# Instructions for the task
Give back exactly the first lines of the entries below, through the line with "self.documents += 1;".

# Recorded data
use std::collections::HashMap;

use anyhow::{Context, Result};
use chrono::Utc;
use extract::{
    AcceptedCandidate, CandidateDecision, CandidateKind, Extractor, Mention, MentionEvidence,
    QualityFlag, ResolutionCandidate, ResolutionEvent, Resolver, Severity,
};
use ingest::{stable_id, Document, Sentence, Span, SpanKind};
use serde::Serialize;
use serde_json::json;
use tracing::{debug, info, warn};

use crate::context::PipelineContext;
use crate::registry::{EntityRegistry, Link, Linked};
use crate::store::{DocumentOutcome, DocumentUnit};

#[derive(Debug, Clone, Default, PartialEq, Serialize)]
pub struct DocumentReport {
    pub document_id: String,
    pub quarantined: bool,
    pub spans: usize,
    pub mentions: usize,
    pub entities_created: usize,
    pub rejected: usize,
    pub unresolved: usize,
    pub throttled: usize,
    pub low_ocr_skipped: usize,
}

#[derive(Debug, Clone, Default, PartialEq, Serialize)]
pub struct BatchStats {
    pub batches: usize,
    pub documents: usize,
    pub quarantined: usize,
    pub mentions: usize,
    pub entities_created: usize,
    pub rejected: usize,
    pub unresolved: usize,
    pub throttled: usize,
}

impl BatchStats {
    fn absorb(&mut self, report: &DocumentReport) {
        self.documents += 1;
        self.quarantined += report.quarantined as usize;
        self.mentions += report.mentions;
        self.entities_created += report.entities_created;
        self.rejected += report.rejected;
        self.unresolved += report.unresolved;
        self.throttled += report.throttled;
    }
}

/// Per-document extraction and persistence. Each document is one atomic
/// unit committed together with its watermark.
pub struct DocumentIndexer {
    extractor: Extractor,
    registry: EntityRegistry,
}

impl DocumentIndexer {
    pub fn new(extractor: Extractor, registry: EntityRegistry) -> Self {
        Self { extractor, registry }
    }

    pub fn builtin(context_radius: usize) -> Result<Self> {
        Ok(Self::new(
            Extractor::new(context_radius)?,
            EntityRegistry::new(Resolver::builtin()?),
        ))
    }

    pub async fn prepare(&mut self, ctx: &PipelineContext) -> Result<usize> {
        self.registry.warm(ctx.store.as_ref()).await
    }

    /// Process pending documents until none remain (or `max_batches` is
    /// reached). A failing document aborts the batch with its watermark
    /// unmoved.
    pub async fn run_batches(
        &mut self,
        ctx: &PipelineContext,
        max_batches: Option<usize>,
    ) -> Result<BatchStats> {
        let mut stats = BatchStats::default();

        while max_batches.is_none_or(|max| stats.batches < max) {
            let documents = ctx
                .store
                .pending_documents(ctx.config.batch_size)
                .await
                .context("Failed to fetch pending documents")?;
            if documents.is_empty() {
                break;
            }

            stats.batches += 1;
            info!(batch = stats.batches, documents = documents.len(), "Processing batch");

            for document in &documents {
                let report = self
                    .process_document(ctx, document)
                    .await
                    .with_context(|| format!("Failed to index document {}", document.id))?;
                stats.absorb(&report);
            }
        }

        info!(
            documents = stats.documents,
            mentions = stats.mentions,
            entities_created = stats.entities_created,
            quarantined = stats.quarantined,
            "Extraction batches complete"
        );
        Ok(stats)
    }

    pub async fn process_document(
        &mut self,
        ctx: &PipelineContext,
        document: &Document,
    ) -> Result<DocumentReport> {
        let mut report = DocumentReport {
            document_id: document.id.clone(),
            ..Default::default()
        };

        if let Some(verdict) = self.extractor.quarantine(&document.content) {
            warn!(document_id = %document.id, reason = %verdict.reason, "Document quarantined");

            let mut unit = DocumentUnit::new(
                &document.id,
                DocumentOutcome::Quarantined {
                    reason: verdict.reason.clone(),
                },
            );
            if ctx.caps.quality_flags {
                unit.flags.push(QualityFlag::new(
                    "document",
                    &document.id,
                    "quarantined",
                    Severity::High,
                    json!({ "reason": verdict.reason }),
                ));
            }
            ctx.store.commit_document(unit).await?;

            report.quarantined = true;
            return Ok(report);
        }

        let sentences = if ctx.caps.sentences {
            ctx.store
                .sentences_for(&document.id)
                .await
                .context("Failed to load sentences")?
        } else {
            Vec::new()
        };
        let by_id: HashMap<&str, &Sentence> = sentences.iter().map(|s| (s.id.as_str(), s)).collect();
        let spans = ingest::spans_for(document, &sentences, ctx.config.sentence_split);

        let mut unit = DocumentUnit::new(&document.id, DocumentOutcome::Indexed);
        let mut attempts = 0usize;

        for span in spans {
            let sentence = by_id.get(span.id.as_str()).copied();

            if let Some(score) = sentence.and_then(|s| s.ocr_quality_score) {
                if score < ctx.config.low_ocr_threshold {
                    debug!(sentence_id = %span.id, score, "Skipping low-OCR sentence");
                    if ctx.caps.quality_flags {
                        unit.flags.push(QualityFlag::new(
                            "sentence",
                            &span.id,
                            "low_ocr_quality",
                            Severity::Warning,
                            json!({ "ocr_quality_score": score, "document_id": document.id }),
                        ));
                    }
                    report.low_ocr_skipped += 1;
                    continue;
                }
            }

            let flagged = sentence.is_some_and(|s| s.is_boilerplate);
            let found = self.extractor.candidates(&span.text, flagged);
            report.rejected += found.rejected.len();

            for candidate in found.accepted {
                let resolution = self.registry.resolve_name(
                    &candidate.normalized,
                    &span.text,
                    candidate.raw.start..candidate.raw.end,
                );

                if !resolution.is_vip() {
                    attempts += 1;
                    if attempts > ctx.config.mention_throttle {
                        report.throttled += 1;
                        continue;
                    }
                }

                let link = self
                    .registry
                    .link(ctx.store.as_ref(), resolution, ctx.config.candidate_limit)
                    .await?;

                let linked = match link {
                    Link::Linked(linked) => linked,
                    Link::Unresolved => {
                        report.unresolved += 1;
                        if ctx.caps.quality_flags {
                            unit.flags.push(QualityFlag::new(
                                "document",
                                &document.id,
                                "unresolved_candidate",
                                Severity::Info,
                                json!({
                                    "surface": candidate.raw.surface,
                                    "span_id": span.id,
                                    "context": candidate.evidence.context,
                                }),
                            ));
                        }
                        continue;
                    }
                };

                report.entities_created += linked.created as usize;
                self.record_mention(ctx, &mut unit, document, &span, candidate, linked);
                report.mentions += 1;
            }

            unit.spans.push(span);
        }

        if report.throttled > 0 {
            warn!(
                document_id = %document.id,
                cap = ctx.config.mention_throttle,
                dropped = report.throttled,
                "Mention throttle hit"
            );
            if ctx.caps.quality_flags {
                unit.flags.push(QualityFlag::new(
                    "document",
                    &document.id,
                    "mention_throttle",
                    Severity::Warning,
                    json!({ "cap": ctx.config.mention_throttle, "dropped": report.throttled }),
                ));
            }
        }

        report.spans = unit.spans.len();
        ctx.store.commit_document(unit).await?;

        debug!(
            document_id = %document.id,
            mentions = report.mentions,
            created = report.entities_created,
            "Document committed"
        );
        Ok(report)
    }

    fn record_mention(
        &self,
        ctx: &PipelineContext,
        unit: &mut DocumentUnit,
        document: &Document,
        span: &Span,
        candidate: AcceptedCandidate,
        linked: Linked,
    ) {
        let raw = candidate.raw;
        let id = Mention::mention_id(&document.id, &span.id, raw.start, raw.end);
        let evidence = MentionEvidence {
            context: candidate.evidence.context,
            surface: raw.surface.clone(),
            normalized: candidate.normalized.clone(),
            entity_type: linked.entity_type,
            score: candidate.evidence.score,
        };

        if ctx.caps.audit_events {
            unit.events.push(ResolutionEvent {
                id: stable_id(&[&ctx.run.id, &id]),
                run_id: ctx.run.id.clone(),
                version: ctx.run.version.clone(),
                mention_id: id.clone(),
                entity_id: linked.entity_id.clone(),
                method: linked.method,
                confidence: linked.confidence,
                evidence: evidence.clone(),
                created_at: Utc::now(),
            });
        }

        if ctx.caps.resolution_candidates {
            unit.candidates.extend(linked.candidates.iter().map(|scored| ResolutionCandidate {
                id: ResolutionCandidate::candidate_id(CandidateKind::MentionEntity, &id, &scored.entity_id),
                kind: CandidateKind::MentionEntity,
                source_id: id.clone(),
                candidate_entity_id: scored.entity_id.clone(),
                score: scored.score,
                features: scored.features.clone(),
                decision: (scored.entity_id == linked.entity_id).then_some(CandidateDecision::Merged),
            }));
        }

        unit.mentions.push(Mention {
            id,
            document_id: document.id.clone(),
            span_id: span.id.clone(),
            entity_id: linked.entity_id,
            start: raw.start,
            end: raw.end,
            surface: raw.surface,
            normalized: candidate.normalized,
            entity_type: linked.entity_type,
            method: linked.method,
            confidence: linked.confidence,
            context_before: candidate.window.before,
            context_after: candidate.window.after,
            sentence_id: (span.kind == SpanKind::Sentence).then(|| span.id.clone()),
            page_id: span.page_id.clone(),
            evidence,
        });
    }
}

# Solution to this problem
use std::collections::HashMap;

use anyhow::{Context, Result};
use chrono::Utc;
use extract::{
    AcceptedCandidate, CandidateDecision, CandidateKind, Extractor, Mention, MentionEvidence,
    QualityFlag, ResolutionCandidate, ResolutionEvent, Resolver, Severity,
};
use ingest::{stable_id, Document, Sentence, Span, SpanKind};
use serde::Serialize;
use serde_json::json;
use tracing::{debug, info, warn};

use crate::context::PipelineContext;
use crate::registry::{EntityRegistry, Link, Linked};
use crate::store::{DocumentOutcome, DocumentUnit};

#[derive(Debug, Clone, Default, PartialEq, Serialize)]
pub struct DocumentReport {
    pub document_id: String,
    pub quarantined: bool,
    pub spans: usize,
    pub mentions: usize,
    pub entities_created: usize,
    pub rejected: usize,
    pub unresolved: usize,
    pub throttled: usize,
    pub low_ocr_skipped: usize,
}

#[derive(Debug, Clone, Default, PartialEq, Serialize)]
pub struct BatchStats {
    pub batches: usize,
    pub documents: usize,
    pub quarantined: usize,
    pub mentions: usize,
    pub entities_created: usize,
    pub rejected: usize,
    pub unresolved: usize,
    pub throttled: usize,
}

impl BatchStats {
    fn absorb(&mut self, report: &DocumentReport) {
        self.documents += 1;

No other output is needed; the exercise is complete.